Material shown section start

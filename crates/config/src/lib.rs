//! Configuration schema and file loader for lapak.
//!
//! Config lives in `lapak.{toml,yaml,yml,json}`, discovered project-local
//! first, then in the user config directory. String values support `${ENV}`
//! substitution. A missing file yields defaults; a malformed file is an error.

pub mod env_subst;
pub mod loader;
pub mod schema;
pub mod validate;

pub use {
    loader::{discover_and_load, load_config},
    schema::{
        CooldownsConfig, IconsConfig, LapakConfig, MatcherConfig, OwnersConfig, PathsConfig,
        ProductConfig, QrisConfig, RateLimitConfig, RepliesConfig, TriggersConfig,
    },
    validate::validate,
};
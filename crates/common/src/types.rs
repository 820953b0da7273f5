//! Shared message types exchanged between the transport and the dispatch core.

use serde::{Deserialize, Serialize};

pub use crate::jid::ChatType;

/// One inbound message event, as delivered by the session provider.
///
/// `raw` carries the untouched message payload so owner commands can capture
/// rich structures (e.g. a quoted product catalog) the core otherwise treats
/// as opaque.
#[derive(Debug, Clone, Default, Serialize, Deserialize)]
#[serde(default)]
pub struct InboundMessage {
    /// JID of the chat the message arrived in.
    pub chat: String,
    /// Sender inside a group chat, if any.
    pub participant: Option<String>,
    /// True when the message was sent from the bot's own session.
    pub from_me: bool,
    /// Extracted message text; empty when the message carries none.
    pub text: String,
    /// JID of the sender of the quoted message, when this is a reply.
    pub quoted_sender: Option<String>,
    /// Raw message payload as received from the network.
    pub raw: serde_json::Value,
}

impl InboundMessage {
    /// Convenience constructor for a plain text message.
    #[must_use]
    pub fn text(chat: impl Into<String>, text: impl Into<String>) -> Self {
        Self {
            chat: chat.into(),
            text: text.into(),
            ..Self::default()
        }
    }
}
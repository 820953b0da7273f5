//! JID normalization and classification.
//!
//! WhatsApp addresses the same party under several suffix forms (`@c.us`
//! legacy, `@s.whatsapp.net` personal, `@lid` anonymized-linked). Every map
//! key and equality check in the workspace goes through [`normalize_jid`]
//! first; comparing un-normalized JIDs is the classic silent-mismatch bug in
//! this domain.

use serde::{Deserialize, Serialize};

/// Canonical suffix for a personal chat.
pub const SUFFIX_PERSONAL: &str = "@s.whatsapp.net";
/// Legacy personal suffix, rewritten to [`SUFFIX_PERSONAL`].
pub const SUFFIX_LEGACY: &str = "@c.us";
/// Anonymized linked-identity suffix.
pub const SUFFIX_LID: &str = "@lid";
/// Group chat suffix.
pub const SUFFIX_GROUP: &str = "@g.us";
/// Broadcast list suffix.
pub const SUFFIX_BROADCAST: &str = "@broadcast";
/// The status feed pseudo-chat.
pub const STATUS_BROADCAST: &str = "status@broadcast";

// Indonesian dial plan: international prefix, national trunk prefix, and the
// leading digit of bare mobile subscriber numbers.
const COUNTRY_CODE: &str = "62";
const TRUNK_PREFIX: char = '0';
const MOBILE_PREFIX: char = '8';

/// Chat classification derived from a JID suffix.
#[derive(Debug, Clone, Copy, PartialEq, Eq, Serialize, Deserialize)]
#[serde(rename_all = "lowercase")]
pub enum ChatType {
    /// One-on-one chat (`@s.whatsapp.net`, `@lid`, or legacy `@c.us`).
    Personal,
    /// Group chat (`@g.us`).
    Group,
    /// Status feed or broadcast list.
    Broadcast,
    /// Anything else (newsletter feeds, future suffixes).
    Other,
}

/// Rewrite a known legacy suffix to the canonical one; unknown suffixes pass
/// through untouched. Idempotent: `normalize_jid(normalize_jid(x)) ==
/// normalize_jid(x)`.
#[must_use]
pub fn normalize_jid(raw: &str) -> String {
    let jid = raw.trim();
    if jid.len() >= SUFFIX_LEGACY.len() {
        let (head, tail) = jid.split_at(jid.len() - SUFFIX_LEGACY.len());
        if tail.eq_ignore_ascii_case(SUFFIX_LEGACY) {
            return format!("{head}{SUFFIX_PERSONAL}");
        }
    }
    jid.to_string()
}

/// Extract the bare digits of a JID: everything left of `@`, minus a
/// `:device` index, minus any non-digit character.
#[must_use]
pub fn digits_from_jid(jid: &str) -> String {
    let left = jid.split('@').next().unwrap_or_default();
    let left = left.split(':').next().unwrap_or_default();
    left.chars().filter(char::is_ascii_digit).collect()
}

/// Rewrite a phone number to international form.
///
/// A leading national trunk `0` becomes the country code, a bare mobile
/// number starting with `8` gets the country code prefixed, and numbers
/// already in international form (or from another plan) pass through.
#[must_use]
pub fn normalize_local_number(digits: &str) -> String {
    let digits: String = digits.chars().filter(char::is_ascii_digit).collect();
    if let Some(rest) = digits.strip_prefix(TRUNK_PREFIX) {
        return format!("{COUNTRY_CODE}{rest}");
    }
    if digits.starts_with(MOBILE_PREFIX) {
        return format!("{COUNTRY_CODE}{digits}");
    }
    digits
}

/// Classify a JID by suffix. Works on raw or normalized input.
#[must_use]
pub fn classify_jid(jid: &str) -> ChatType {
    let lower = jid.trim().to_ascii_lowercase();
    if lower == STATUS_BROADCAST || lower.ends_with(SUFFIX_BROADCAST) {
        return ChatType::Broadcast;
    }
    if lower.ends_with(SUFFIX_GROUP) {
        return ChatType::Group;
    }
    if lower.ends_with(SUFFIX_PERSONAL)
        || lower.ends_with(SUFFIX_LID)
        || lower.ends_with(SUFFIX_LEGACY)
    {
        return ChatType::Personal;
    }
    ChatType::Other
}
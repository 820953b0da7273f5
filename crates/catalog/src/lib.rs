//! Product catalog: alias → entry lookup plus free-text detection.
//!
//! Built once at startup from `[[products]]` config tables, read-only after.
//! Every alias (and the main key itself) resolves to the same shared entry,
//! so sending via any alias shares one cooldown bucket keyed by `main_key`.

use std::{collections::HashMap, sync::Arc};

use {
    lapak_config::{IconsConfig, MatcherConfig, ProductConfig},
    regex::Regex,
    tracing::{error, warn},
};

/// One catalog entry. Immutable; shared behind `Arc` by all of its aliases.
#[derive(Debug, Clone, PartialEq, Eq)]
pub struct ProductEntry {
    /// Canonical lowercase key; the product's cooldown bucket.
    pub main_key: String,
    /// Display name, original casing.
    pub name: String,
    pub description: String,
    pub icon: String,
    /// Configured extra aliases, lowercased.
    pub aliases: Vec<String>,
}

impl ProductEntry {
    /// Reply body for this product.
    #[must_use]
    pub fn reply_text(&self) -> String {
        format!("{} *{}*\n\n{}", self.icon, self.name, self.description)
    }
}

/// Alias-keyed product catalog with a precomputed detection pattern.
pub struct Catalog {
    by_alias: HashMap<String, Arc<ProductEntry>>,
    pattern: Option<Regex>,
    product_count: usize,
}

impl Catalog {
    /// Build the catalog from config. Entries with an empty key or
    /// description are skipped with a warning; a later product claiming an
    /// already-used alias takes it over.
    #[must_use]
    pub fn build(products: &[ProductConfig], icons: &IconsConfig, matcher: &MatcherConfig) -> Self {
        let mut by_alias: HashMap<String, Arc<ProductEntry>> = HashMap::new();
        // Alias insertion order, for deterministic tie-breaking in the pattern.
        let mut ordered: Vec<String> = Vec::new();
        let mut product_count = 0usize;

        for product in products {
            let main_key = product.key.trim().to_lowercase();
            if main_key.is_empty() || product.description.trim().is_empty() {
                warn!(key = %product.key, "skipping product without key or description");
                continue;
            }

            let aliases: Vec<String> = product
                .aliases
                .iter()
                .map(|a| a.trim().to_lowercase())
                .filter(|a| !a.is_empty())
                .collect();

            let entry = Arc::new(ProductEntry {
                main_key: main_key.clone(),
                name: product
                    .name
                    .clone()
                    .unwrap_or_else(|| product.key.trim().to_string()),
                description: product.description.trim().to_string(),
                icon: icon_for(icons, product.category.as_deref()),
                aliases: aliases.clone(),
            });

            product_count += 1;
            for key in std::iter::once(main_key).chain(aliases) {
                if !by_alias.contains_key(&key) {
                    ordered.push(key.clone());
                }
                by_alias.insert(key, Arc::clone(&entry));
            }
        }

        let pattern = build_pattern(&ordered, matcher);
        Self {
            by_alias,
            pattern,
            product_count,
        }
    }

    /// Direct lookup by exact key. `text` must already be lowercased.
    #[must_use]
    pub fn exact(&self, text: &str) -> Option<Arc<ProductEntry>> {
        self.by_alias.get(text).cloned()
    }

    /// Find a product mentioned inside a sentence. Returns `None` when the
    /// whole input equals the matched alias; that case belongs to
    /// [`Catalog::exact`] so a message is never classified twice.
    ///
    /// The longest alias wins at any given position (pattern alternatives are
    /// sorted longest-first); ties keep catalog insertion order.
    #[must_use]
    pub fn detect_in_sentence(&self, text: &str) -> Option<Arc<ProductEntry>> {
        let found = self.pattern.as_ref()?.find(text)?;
        let matched = found.as_str().to_lowercase();
        if text == matched {
            return None;
        }
        self.by_alias.get(&matched).cloned()
    }

    /// Number of distinct products.
    #[must_use]
    pub fn product_count(&self) -> usize {
        self.product_count
    }

    /// Number of keys resolving to a product (main keys + aliases).
    #[must_use]
    pub fn alias_count(&self) -> usize {
        self.by_alias.len()
    }
}

fn icon_for(icons: &IconsConfig, category: Option<&str>) -> String {
    category
        .and_then(|c| icons.categories.get(&c.trim().to_lowercase()))
        .cloned()
        .unwrap_or_else(|| icons.default.clone())
}

/// One alternation over all aliases, longest-first, so detection is a single
/// linear scan. Short aliases get whole-token boundaries when the matcher
/// policy asks for them; multi-word aliases always match as plain substrings.
fn build_pattern(aliases: &[String], matcher: &MatcherConfig) -> Option<Regex> {
    if aliases.is_empty() {
        return None;
    }

    let mut sorted = aliases.to_vec();
    sorted.sort_by(|a, b| b.chars().count().cmp(&a.chars().count()));

    let parts: Vec<String> = sorted
        .iter()
        .map(|alias| {
            let escaped = regex::escape(alias);
            let is_short = alias.chars().count() <= matcher.short_alias_max_len;
            if matcher.short_alias_word_boundary && is_short {
                format!(r"\b{escaped}\b")
            } else {
                escaped
            }
        })
        .collect();

    match Regex::new(&format!("(?i)(?:{})", parts.join("|"))) {
        Ok(re) => Some(re),
        Err(e) => {
            error!(error = %e, "failed to build product detection pattern");
            None
        },
    }
}

#[cfg(test)]
mod tests {
    use super::*;

    fn product(key: &str, aliases: &[&str]) -> ProductConfig {
        ProductConfig {
            key: key.into(),
            description: format!("{key} description"),
            aliases: aliases.iter().map(|a| (*a).to_string()).collect(),
            ..ProductConfig::default()
        }
    }

    fn catalog(products: &[ProductConfig]) -> Catalog {
        Catalog::build(products, &IconsConfig::default(), &MatcherConfig::default())
    }

    #[test]
    fn aliases_share_one_entry() {
        let c = catalog(&[product("Netflix", &["nf", "netplix"])]);
        assert_eq!(c.product_count(), 1);
        assert_eq!(c.alias_count(), 3);
        let by_main = c.exact("netflix");
        let by_alias = c.exact("netplix");
        assert_eq!(
            by_main.as_deref().map(|e| &e.main_key),
            by_alias.as_deref().map(|e| &e.main_key)
        );
    }

    #[test]
    fn empty_description_skipped() {
        let mut p = product("ghost", &[]);
        p.description = "   ".into();
        let c = catalog(&[p]);
        assert_eq!(c.product_count(), 0);
        assert!(c.exact("ghost").is_none());
    }

    #[test]
    fn longest_alias_wins() {
        let c = catalog(&[product("p", &[]), product("premium plan", &[])]);
        let hit = c.detect_in_sentence("i want premium plan please");
        assert_eq!(hit.map(|e| e.main_key.clone()), Some("premium plan".into()));
    }

    #[test]
    fn whole_input_match_is_left_to_exact() {
        let c = catalog(&[product("netflix", &[])]);
        assert!(c.detect_in_sentence("netflix").is_none());
        assert!(c.exact("netflix").is_some());
    }

    #[test]
    fn detection_inside_sentence() {
        let c = catalog(&[product("netflix", &["netplix"])]);
        let hit = c.detect_in_sentence("mau tanya harga netplix dong");
        assert_eq!(hit.map(|e| e.main_key.clone()), Some("netflix".into()));
    }

    #[test]
    fn short_alias_requires_word_boundary() {
        let c = catalog(&[product("gopro", &["go"])]);
        assert!(c.detect_in_sentence("belajar golang dulu").is_none());
        assert!(c.detect_in_sentence("paket go ada?").is_some());
    }

    #[test]
    fn short_alias_substring_when_boundary_disabled() {
        let matcher = MatcherConfig {
            short_alias_word_boundary: false,
            ..MatcherConfig::default()
        };
        let c = Catalog::build(
            &[product("gopro", &["go"])],
            &IconsConfig::default(),
            &matcher,
        );
        assert!(c.detect_in_sentence("belajar golang dulu").is_some());
    }

    #[test]
    fn multi_word_alias_matches_as_substring() {
        let c = catalog(&[product("vpn", &["virtual private network"])]);
        let hit = c.detect_in_sentence("ada virtual private network murah?");
        assert_eq!(hit.map(|e| e.main_key.clone()), Some("vpn".into()));
    }

    #[test]
    fn later_product_takes_over_duplicate_alias() {
        let c = catalog(&[product("first", &["shared"]), product("second", &["shared"])]);
        let hit = c.exact("shared");
        assert_eq!(hit.map(|e| e.main_key.clone()), Some("second".into()));
    }

    #[test]
    fn icon_falls_back_to_default() {
        let mut icons = IconsConfig::default();
        icons.categories.insert("streaming".into(), "🎬".into());
        let mut with_cat = product("netflix", &[]);
        with_cat.category = Some("Streaming".into());
        let plain = product("other", &[]);
        let c = Catalog::build(&[with_cat, plain], &icons, &MatcherConfig::default());
        assert_eq!(c.exact("netflix").map(|e| e.icon.clone()), Some("🎬".into()));
        assert_eq!(c.exact("other").map(|e| e.icon.clone()), Some("📦".into()));
    }

    #[test]
    fn reply_text_format() {
        let c = catalog(&[product("Netflix", &[])]);
        let entry = c.exact("netflix");
        assert_eq!(
            entry.map(|e| e.reply_text()),
            Some("📦 *Netflix*\n\nNetflix description".into())
        );
    }
}
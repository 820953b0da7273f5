//! Shared types, error definitions, and JID utilities used across all lapak crates.

pub mod error;
pub mod jid;
pub mod types;

pub use error::{Error, Result};
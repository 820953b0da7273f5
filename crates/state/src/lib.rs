//! File-backed runtime state: the cooldown ledger, the exclusion list, and
//! the captured QRIS assets. Each file is owned exclusively by its store; no
//! other crate touches them directly.

pub mod cooldown;
pub mod debounce;
pub mod exclude;
pub mod qris;

pub use {
    cooldown::CooldownStore, debounce::Debouncer, exclude::ExcludeStore, qris::QrisCache,
};
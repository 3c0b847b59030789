use super::error::ScoringResult;

/// A similarity metric on the 0..=100 scale.
pub trait SimilarityMetric: Send + Sync {
    fn score(&self, query: &str, candidate: &str) -> ScoringResult<f64>;
}

/// Partial-ratio similarity.
///
/// The shorter string is slid across the longer one, including windows that
/// hang off either end, and the best indel similarity of any alignment wins.
/// A query embedded in a longer filename therefore scores 100.
#[derive(Debug, Default, Clone, Copy)]
pub struct PartialRatio;

impl SimilarityMetric for PartialRatio {
    fn score(&self, query: &str, candidate: &str) -> ScoringResult<f64> {
        Ok(partial_ratio(query, candidate))
    }
}

pub fn partial_ratio(a: &str, b: &str) -> f64 {
    let a: Vec<char> = a.chars().collect();
    let b: Vec<char> = b.chars().collect();
    if a.is_empty() || b.is_empty() {
        return if a.is_empty() && b.is_empty() { 100.0 } else { 0.0 };
    }
    if a.len() == b.len() {
        return best_alignment(&a, &b).max(best_alignment(&b, &a));
    }
    if a.len() < b.len() {
        best_alignment(&a, &b)
    } else {
        best_alignment(&b, &a)
    }
}

fn best_alignment(short: &[char], long: &[char]) -> f64 {
    let len = short.len();
    let mut best = 0.0f64;

    for end in 1..len {
        best = best.max(indel_similarity(short, &long[..end]));
        if best >= 100.0 {
            return best;
        }
    }
    for start in 0..=long.len() - len {
        best = best.max(indel_similarity(short, &long[start..start + len]));
        if best >= 100.0 {
            return best;
        }
    }
    for start in long.len() - len + 1..long.len() {
        best = best.max(indel_similarity(short, &long[start..]));
        if best >= 100.0 {
            return best;
        }
    }
    best
}

fn indel_similarity(a: &[char], b: &[char]) -> f64 {
    let total = a.len() + b.len();
    if total == 0 {
        return 100.0;
    }
    let lcs = longest_common_subsequence(a, b);
    200.0 * lcs as f64 / total as f64
}

fn longest_common_subsequence(a: &[char], b: &[char]) -> usize {
    let mut row = vec![0usize; b.len() + 1];
    for &ca in a {
        let mut diagonal = 0usize;
        for (j, &cb) in b.iter().enumerate() {
            let above = row[j + 1];
            row[j + 1] = if ca == cb {
                diagonal + 1
            } else {
                above.max(row[j])
            };
            diagonal = above;
        }
    }
    row[b.len()]
}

Material shown section end

• Exercise brief
Please go through the material and return each line where the word "filename" appears.

• Reply
filename crates/config/src/lib.rs
filename crates/common/src/types.rs
filename crates/catalog/src/lib.rs
filename crates/state/src/lib.rs
/// A query embedded in a longer filename therefore scores 100.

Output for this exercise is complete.